Task goal:
Show all lines from the records below in which the string "ServerConfig" is present.

--- Data excerpts Enclosed Below ---

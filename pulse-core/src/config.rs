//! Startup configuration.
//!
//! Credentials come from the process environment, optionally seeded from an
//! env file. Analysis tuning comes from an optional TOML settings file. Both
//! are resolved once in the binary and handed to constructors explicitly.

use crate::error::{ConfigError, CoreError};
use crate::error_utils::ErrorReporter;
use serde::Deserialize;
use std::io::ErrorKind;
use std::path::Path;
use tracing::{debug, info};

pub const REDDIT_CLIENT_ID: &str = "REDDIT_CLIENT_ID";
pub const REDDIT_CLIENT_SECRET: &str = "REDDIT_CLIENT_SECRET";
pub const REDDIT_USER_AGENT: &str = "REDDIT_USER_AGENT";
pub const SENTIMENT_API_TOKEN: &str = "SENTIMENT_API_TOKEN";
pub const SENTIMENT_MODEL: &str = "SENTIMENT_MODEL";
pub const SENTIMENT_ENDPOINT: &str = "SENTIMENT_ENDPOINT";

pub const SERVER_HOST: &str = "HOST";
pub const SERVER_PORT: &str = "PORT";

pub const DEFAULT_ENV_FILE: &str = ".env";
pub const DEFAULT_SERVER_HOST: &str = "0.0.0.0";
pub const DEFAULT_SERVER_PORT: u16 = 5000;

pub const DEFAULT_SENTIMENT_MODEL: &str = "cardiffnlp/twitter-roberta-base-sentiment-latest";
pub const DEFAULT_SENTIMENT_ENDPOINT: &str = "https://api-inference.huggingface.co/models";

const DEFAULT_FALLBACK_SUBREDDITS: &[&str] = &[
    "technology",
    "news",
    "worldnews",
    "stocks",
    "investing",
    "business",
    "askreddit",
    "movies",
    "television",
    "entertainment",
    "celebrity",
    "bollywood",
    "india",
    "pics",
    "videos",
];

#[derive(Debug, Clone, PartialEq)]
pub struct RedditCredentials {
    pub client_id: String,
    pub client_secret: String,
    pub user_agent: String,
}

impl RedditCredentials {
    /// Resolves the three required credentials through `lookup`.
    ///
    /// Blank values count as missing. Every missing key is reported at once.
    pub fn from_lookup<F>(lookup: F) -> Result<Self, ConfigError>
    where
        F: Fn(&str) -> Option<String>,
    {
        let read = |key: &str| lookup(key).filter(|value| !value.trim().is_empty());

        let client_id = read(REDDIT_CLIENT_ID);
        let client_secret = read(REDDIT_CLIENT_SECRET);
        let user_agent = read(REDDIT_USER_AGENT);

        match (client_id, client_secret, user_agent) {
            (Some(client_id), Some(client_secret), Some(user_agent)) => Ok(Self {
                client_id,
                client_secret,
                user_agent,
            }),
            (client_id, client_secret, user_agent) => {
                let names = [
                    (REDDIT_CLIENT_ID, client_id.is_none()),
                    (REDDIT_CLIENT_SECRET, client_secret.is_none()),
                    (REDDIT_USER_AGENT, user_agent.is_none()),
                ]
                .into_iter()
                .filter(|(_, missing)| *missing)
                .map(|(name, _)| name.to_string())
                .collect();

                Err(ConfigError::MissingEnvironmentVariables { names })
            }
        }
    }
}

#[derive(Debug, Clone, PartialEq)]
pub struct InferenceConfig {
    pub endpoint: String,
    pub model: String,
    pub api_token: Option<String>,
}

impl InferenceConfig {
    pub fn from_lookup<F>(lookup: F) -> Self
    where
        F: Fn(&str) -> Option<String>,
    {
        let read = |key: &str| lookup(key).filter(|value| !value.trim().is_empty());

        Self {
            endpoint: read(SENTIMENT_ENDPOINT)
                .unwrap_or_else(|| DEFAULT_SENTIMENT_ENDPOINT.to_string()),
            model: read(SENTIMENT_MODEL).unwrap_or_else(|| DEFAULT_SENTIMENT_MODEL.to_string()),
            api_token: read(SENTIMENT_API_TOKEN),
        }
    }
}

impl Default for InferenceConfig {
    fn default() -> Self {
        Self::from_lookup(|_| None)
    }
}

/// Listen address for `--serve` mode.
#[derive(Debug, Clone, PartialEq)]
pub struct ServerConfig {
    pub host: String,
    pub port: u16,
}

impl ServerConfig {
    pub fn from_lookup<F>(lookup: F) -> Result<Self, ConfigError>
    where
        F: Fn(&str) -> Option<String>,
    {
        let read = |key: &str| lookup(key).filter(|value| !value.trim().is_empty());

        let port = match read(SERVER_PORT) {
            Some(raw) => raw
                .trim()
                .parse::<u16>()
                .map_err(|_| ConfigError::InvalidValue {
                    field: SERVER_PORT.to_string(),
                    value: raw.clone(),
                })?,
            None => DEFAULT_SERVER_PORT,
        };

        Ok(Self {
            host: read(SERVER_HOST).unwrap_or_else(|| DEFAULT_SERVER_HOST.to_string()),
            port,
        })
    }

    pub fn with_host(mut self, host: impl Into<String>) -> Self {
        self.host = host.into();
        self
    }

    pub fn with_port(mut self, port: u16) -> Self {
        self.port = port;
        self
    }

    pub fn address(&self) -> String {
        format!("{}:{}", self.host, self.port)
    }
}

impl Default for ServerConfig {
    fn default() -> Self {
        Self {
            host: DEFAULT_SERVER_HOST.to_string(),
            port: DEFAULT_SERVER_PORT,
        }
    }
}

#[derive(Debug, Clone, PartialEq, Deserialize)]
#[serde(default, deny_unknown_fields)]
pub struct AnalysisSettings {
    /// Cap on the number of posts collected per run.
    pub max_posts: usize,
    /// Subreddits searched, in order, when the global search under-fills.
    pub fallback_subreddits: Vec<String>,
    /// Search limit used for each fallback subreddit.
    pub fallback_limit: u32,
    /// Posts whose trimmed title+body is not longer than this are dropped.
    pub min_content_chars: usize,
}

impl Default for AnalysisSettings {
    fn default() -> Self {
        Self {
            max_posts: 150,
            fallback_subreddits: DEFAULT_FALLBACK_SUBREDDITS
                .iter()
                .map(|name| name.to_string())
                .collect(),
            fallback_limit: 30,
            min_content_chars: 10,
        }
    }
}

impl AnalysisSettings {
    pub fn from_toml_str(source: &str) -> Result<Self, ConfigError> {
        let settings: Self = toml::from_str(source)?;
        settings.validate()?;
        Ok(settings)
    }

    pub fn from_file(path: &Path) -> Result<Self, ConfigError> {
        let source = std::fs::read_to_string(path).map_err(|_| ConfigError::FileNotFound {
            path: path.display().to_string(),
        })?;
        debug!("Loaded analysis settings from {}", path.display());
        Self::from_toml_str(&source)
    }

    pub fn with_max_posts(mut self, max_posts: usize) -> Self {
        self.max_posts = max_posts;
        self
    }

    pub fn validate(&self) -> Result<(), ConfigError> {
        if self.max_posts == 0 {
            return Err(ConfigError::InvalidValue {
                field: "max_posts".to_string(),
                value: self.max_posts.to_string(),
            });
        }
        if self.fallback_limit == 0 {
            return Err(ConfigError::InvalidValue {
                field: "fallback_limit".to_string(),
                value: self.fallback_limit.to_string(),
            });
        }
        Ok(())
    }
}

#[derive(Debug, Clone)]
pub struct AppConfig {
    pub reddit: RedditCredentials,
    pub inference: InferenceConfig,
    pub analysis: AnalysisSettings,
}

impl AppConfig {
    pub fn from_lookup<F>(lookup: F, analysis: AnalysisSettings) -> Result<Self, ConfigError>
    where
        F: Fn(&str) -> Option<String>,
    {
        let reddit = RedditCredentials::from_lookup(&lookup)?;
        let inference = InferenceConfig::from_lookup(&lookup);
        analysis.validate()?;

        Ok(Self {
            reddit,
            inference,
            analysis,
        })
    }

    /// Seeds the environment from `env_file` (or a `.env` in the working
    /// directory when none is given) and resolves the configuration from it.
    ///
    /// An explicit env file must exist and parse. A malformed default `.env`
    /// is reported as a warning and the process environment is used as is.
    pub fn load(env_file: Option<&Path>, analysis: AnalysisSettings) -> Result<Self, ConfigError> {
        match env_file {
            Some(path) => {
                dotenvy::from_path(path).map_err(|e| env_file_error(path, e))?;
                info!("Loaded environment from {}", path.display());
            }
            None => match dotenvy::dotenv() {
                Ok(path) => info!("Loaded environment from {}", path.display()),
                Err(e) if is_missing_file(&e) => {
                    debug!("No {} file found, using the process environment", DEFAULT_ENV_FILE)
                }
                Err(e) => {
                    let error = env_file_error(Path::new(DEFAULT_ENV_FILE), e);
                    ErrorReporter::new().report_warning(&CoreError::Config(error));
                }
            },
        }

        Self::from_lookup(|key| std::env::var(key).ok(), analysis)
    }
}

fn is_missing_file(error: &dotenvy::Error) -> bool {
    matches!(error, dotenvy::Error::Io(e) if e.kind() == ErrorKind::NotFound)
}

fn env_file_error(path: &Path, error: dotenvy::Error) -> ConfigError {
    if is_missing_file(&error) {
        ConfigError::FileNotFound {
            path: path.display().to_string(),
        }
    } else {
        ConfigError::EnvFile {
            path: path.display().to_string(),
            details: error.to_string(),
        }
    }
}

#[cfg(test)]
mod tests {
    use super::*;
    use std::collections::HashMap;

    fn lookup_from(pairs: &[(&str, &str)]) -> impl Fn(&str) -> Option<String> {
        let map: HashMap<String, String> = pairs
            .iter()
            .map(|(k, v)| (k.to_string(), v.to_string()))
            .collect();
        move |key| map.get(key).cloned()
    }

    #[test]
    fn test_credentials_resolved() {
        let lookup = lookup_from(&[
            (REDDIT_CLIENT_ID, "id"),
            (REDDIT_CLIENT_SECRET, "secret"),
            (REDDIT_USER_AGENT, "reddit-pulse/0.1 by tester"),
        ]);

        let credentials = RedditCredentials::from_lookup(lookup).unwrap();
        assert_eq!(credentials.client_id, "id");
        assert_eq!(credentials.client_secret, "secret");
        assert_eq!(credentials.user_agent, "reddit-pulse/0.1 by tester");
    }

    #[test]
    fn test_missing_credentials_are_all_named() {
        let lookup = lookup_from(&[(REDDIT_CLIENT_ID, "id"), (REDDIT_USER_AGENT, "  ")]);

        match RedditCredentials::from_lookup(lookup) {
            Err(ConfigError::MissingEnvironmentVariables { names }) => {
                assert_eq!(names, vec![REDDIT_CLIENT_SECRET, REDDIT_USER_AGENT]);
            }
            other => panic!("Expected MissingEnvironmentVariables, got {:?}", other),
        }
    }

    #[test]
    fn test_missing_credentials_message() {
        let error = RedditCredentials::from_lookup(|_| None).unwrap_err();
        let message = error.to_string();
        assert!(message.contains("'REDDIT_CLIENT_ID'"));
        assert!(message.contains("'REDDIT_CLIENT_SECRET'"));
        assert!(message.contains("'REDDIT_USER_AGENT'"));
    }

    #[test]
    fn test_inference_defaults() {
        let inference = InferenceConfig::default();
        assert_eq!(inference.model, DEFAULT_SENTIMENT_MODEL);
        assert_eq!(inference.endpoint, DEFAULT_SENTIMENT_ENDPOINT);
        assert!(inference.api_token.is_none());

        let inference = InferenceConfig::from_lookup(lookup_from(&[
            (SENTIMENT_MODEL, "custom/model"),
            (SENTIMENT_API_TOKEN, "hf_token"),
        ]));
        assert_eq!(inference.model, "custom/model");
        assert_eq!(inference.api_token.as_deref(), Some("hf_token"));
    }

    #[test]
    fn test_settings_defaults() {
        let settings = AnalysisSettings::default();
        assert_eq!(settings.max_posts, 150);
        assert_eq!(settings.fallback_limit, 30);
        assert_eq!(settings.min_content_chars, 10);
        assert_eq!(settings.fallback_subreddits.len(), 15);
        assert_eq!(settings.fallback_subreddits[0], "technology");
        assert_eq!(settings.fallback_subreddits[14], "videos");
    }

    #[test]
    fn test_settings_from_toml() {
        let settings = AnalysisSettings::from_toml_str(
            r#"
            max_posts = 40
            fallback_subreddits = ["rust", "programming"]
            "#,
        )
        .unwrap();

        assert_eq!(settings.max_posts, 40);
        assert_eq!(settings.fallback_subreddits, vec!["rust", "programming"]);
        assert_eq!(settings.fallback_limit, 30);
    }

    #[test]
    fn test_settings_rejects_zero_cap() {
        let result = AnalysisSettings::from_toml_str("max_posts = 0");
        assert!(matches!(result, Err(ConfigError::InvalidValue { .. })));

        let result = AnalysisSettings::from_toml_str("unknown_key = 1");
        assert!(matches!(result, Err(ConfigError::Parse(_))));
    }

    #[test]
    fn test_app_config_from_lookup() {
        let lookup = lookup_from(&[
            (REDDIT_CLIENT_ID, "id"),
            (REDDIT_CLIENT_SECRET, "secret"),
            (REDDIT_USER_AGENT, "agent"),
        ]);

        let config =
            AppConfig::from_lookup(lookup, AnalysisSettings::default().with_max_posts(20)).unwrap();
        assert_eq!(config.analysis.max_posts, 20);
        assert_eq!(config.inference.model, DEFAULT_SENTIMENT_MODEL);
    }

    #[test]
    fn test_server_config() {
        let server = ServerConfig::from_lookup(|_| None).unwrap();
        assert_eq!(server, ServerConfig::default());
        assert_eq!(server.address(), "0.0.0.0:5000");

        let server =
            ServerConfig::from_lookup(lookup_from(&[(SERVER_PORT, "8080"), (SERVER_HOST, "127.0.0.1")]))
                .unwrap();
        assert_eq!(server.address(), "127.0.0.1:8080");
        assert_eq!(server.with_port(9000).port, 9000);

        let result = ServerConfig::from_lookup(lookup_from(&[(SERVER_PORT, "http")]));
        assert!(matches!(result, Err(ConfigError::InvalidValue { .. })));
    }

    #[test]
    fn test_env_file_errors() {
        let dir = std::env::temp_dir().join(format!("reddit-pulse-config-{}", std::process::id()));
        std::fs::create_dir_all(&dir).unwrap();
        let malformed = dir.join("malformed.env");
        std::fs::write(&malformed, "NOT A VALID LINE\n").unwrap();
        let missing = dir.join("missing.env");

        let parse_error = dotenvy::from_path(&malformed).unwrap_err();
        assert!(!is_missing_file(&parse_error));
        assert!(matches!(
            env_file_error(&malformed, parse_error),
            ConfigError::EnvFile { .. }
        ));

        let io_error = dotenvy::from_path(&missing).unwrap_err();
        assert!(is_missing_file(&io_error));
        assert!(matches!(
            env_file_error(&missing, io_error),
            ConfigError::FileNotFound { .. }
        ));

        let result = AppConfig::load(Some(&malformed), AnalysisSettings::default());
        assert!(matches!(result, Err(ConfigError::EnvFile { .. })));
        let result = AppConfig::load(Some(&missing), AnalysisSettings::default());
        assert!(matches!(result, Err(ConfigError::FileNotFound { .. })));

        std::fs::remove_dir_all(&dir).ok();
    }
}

--- End of Enclosed Data excerpts ---

Output of the task:
pub struct ServerConfig {
impl ServerConfig {
impl Default for ServerConfig {
        let server = ServerConfig::from_lookup(|_| None).unwrap();
        assert_eq!(server, ServerConfig::default());
            ServerConfig::from_lookup(lookup_from(&[(SERVER_PORT, "8080"), (SERVER_HOST, "127.0.0.1")]))
        let result = ServerConfig::from_lookup(lookup_from(&[(SERVER_PORT, "http")]));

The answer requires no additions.